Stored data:
++++

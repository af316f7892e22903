use super::{Entity, EntityKind};
use crate::models::{UserDocument, UserRow};

pub struct Users;

impl Entity for Users {
    type Row = UserRow;
    type Document = UserDocument;

    const KIND: EntityKind = EntityKind::Users;

    const QUERY: &'static str = r#"
        SELECT
            u.id::text AS id,
            u.username,
            u.full_name,
            u.followers_count::bigint AS followers_count
        FROM public.user u
        ORDER BY u.created_at
    "#;

    fn to_document(row: UserRow) -> UserDocument {
        UserDocument {
            id: row.id,
            username: row.username,
            full_name: row.full_name,
            followers_count: row.followers_count,
        }
    }
}

#[cfg(test)]
mod tests {
    use super::*;

    #[test]
    fn user_fields_pass_through() {
        let doc = Users::to_document(UserRow {
            id: "b7e2".to_string(),
            username: Some("cinephile".to_string()),
            full_name: Some("Ana Lima".to_string()),
            followers_count: Some(0),
        });
        assert_eq!(doc.id, "b7e2");
        assert_eq!(doc.username.as_deref(), Some("cinephile"));
        assert_eq!(doc.followers_count, Some(0));
    }
}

++++

Brief.
Filter the data for the string "username" and copy every line that has it.

Task output.
            u.username,
            username: row.username,
            username: Some("cinephile".to_string()),
        assert_eq!(doc.username.as_deref(), Some("cinephile"));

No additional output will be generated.